Ikhwanul Muslimin didirikan oleh Hasan al-Banna (1324—1368 H/ 1906—1949 M) di Mesir tahun 1928. di antara doktrin dalam Ikhwanul Muslimin adalah, pertama, gerakan ikhwan adalah gerakan Rabbaniyyah (ketuhanan). Sebab, asas yang menjadi poros sasarannya ialah mendekatkan manusia kepada Rabb-nya.
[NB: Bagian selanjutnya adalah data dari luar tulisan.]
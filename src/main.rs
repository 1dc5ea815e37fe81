use clap::Parser;
use skill_matrix::config::toml_config::TomlConfig;
use skill_matrix::utils::error::ErrorSeverity;
use skill_matrix::utils::{logger, validation::Validate};
use skill_matrix::{CliConfig, DataSource, LocalStorage, ReportFormat, ReportJob};

#[tokio::main]
async fn main() -> Result<(), Box<dyn std::error::Error>> {
    let config = CliConfig::parse();

    // 初始化日誌
    if config.json_logs {
        logger::init_service_logger();
    } else {
        logger::init_cli_logger(config.verbose);
    }

    tracing::info!("Starting skill-matrix report generator");
    if config.verbose {
        tracing::debug!("CLI config: {:?}", config);
    }

    // 驗證配置
    if let Err(e) = config.validate() {
        tracing::error!("❌ Configuration validation failed: {}", e);
        tracing::error!("💡 Suggestion: {}", e.recovery_suggestion());
        eprintln!("❌ {}", e.user_friendly_message());
        std::process::exit(1);
    }

    // 載入 TOML 配置（可選）
    let file_config = match &config.config {
        Some(path) => {
            tracing::info!("📁 Loading configuration from: {}", path);
            let loaded = TomlConfig::from_file(path).and_then(|c| c.validate().map(|_| c));
            match loaded {
                Ok(file_config) => file_config,
                Err(e) => {
                    eprintln!("❌ Failed to load config file '{}': {}", path, e);
                    eprintln!("💡 {}", e.recovery_suggestion());
                    std::process::exit(1);
                }
            }
        }
        None => TomlConfig::default(),
    };

    let source = match DataSource::resolve(
        config.dataset.as_deref(),
        config.source_url.as_deref(),
        &file_config,
    ) {
        Ok(source) => source,
        Err(e) => {
            eprintln!("❌ {}", e.user_friendly_message());
            std::process::exit(1);
        }
    };

    let formats = config
        .format
        .map(|format| format.formats())
        .or_else(|| file_config.formats().map(<[ReportFormat]>::to_vec))
        .unwrap_or_else(|| ReportFormat::ALL.to_vec());

    let output_path = config
        .output_path
        .clone()
        .or_else(|| file_config.output_path().map(String::from))
        .unwrap_or_else(|| "./output".to_string());

    let job = ReportJob {
        source,
        query: config.query(),
        formats,
        bundle: config.bundle || file_config.bundle_enabled(),
        settings: file_config.to_settings(),
    };

    let storage = LocalStorage::new(output_path.clone());

    match job.run(&storage).await {
        Ok(files) => {
            tracing::info!("✅ Report generation completed successfully!");
            for file in &files {
                let path = storage.full_path(file);
                tracing::info!("📁 Output saved to: {}", path.display());
                println!("📁 {}", path.display());
            }
        }
        Err(e) => {
            // 記錄詳細錯誤信息
            tracing::error!(
                "❌ Report generation failed: {} (Category: {:?}, Severity: {:?})",
                e,
                e.category(),
                e.severity()
            );
            tracing::error!("💡 Recovery suggestion: {}", e.recovery_suggestion());

            eprintln!("❌ {}", e.user_friendly_message());
            eprintln!("💡 {}", e.recovery_suggestion());

            // 根據錯誤嚴重程度決定退出碼
            let exit_code = match e.severity() {
                ErrorSeverity::Medium => 2,
                ErrorSeverity::High => 1,
                ErrorSeverity::Critical => 3,
            };
            std::process::exit(exit_code);
        }
    }

    Ok(())
}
Kedua, gerakan ikhwan bersifat alamiyah (Internasional). Sebab, arah gerakan ditujukan kepada semua ummat manusia. Semua manusia pada dasarnya harus bersaudara. Asalnya satu, nenek moyangnya satu dan nasabnya satu. Hanya taqwa yang menentukan seseorang itu lebih dari yang lain. Dari ketaqwaannya akan terefleksi pada kebaikan dan keutamaannya yang utuh dan menyeluruh yang ia berikan kepada orang lain.

Ketiga, gerakan ikhwan bersifat Islami. Sebab, orientasi dan nisbatnya hanya kepada Islam.

Tahun 1948 organisasi ini dibubarkan pemerintah Mesir atas tuduhan telah melakukan pembunuhan terhadap Perdana Menteri Mesir saat itu dan merencanakan konspirasi untuk menggulingkan Raja Faruq.

Meski sudah dibubarkan, tapi pemikirannya terus berjalan. Pola penyebaran pemikirannya itu lewat buku, kuliah, mahasiswa, dan lewat jaringan-jaringan politik.

Dalam prakteknya, pola yang diterapkan oleh Ihwanul Muslimin tidak tersentral dalam satu markas dan satu komando, tidak seperti pola Hizbut Tahrir. Kenapa tidak terpusat? Karena Ihwanul Muslimin itu tidak memimpikan khilafah islamyiah internasional.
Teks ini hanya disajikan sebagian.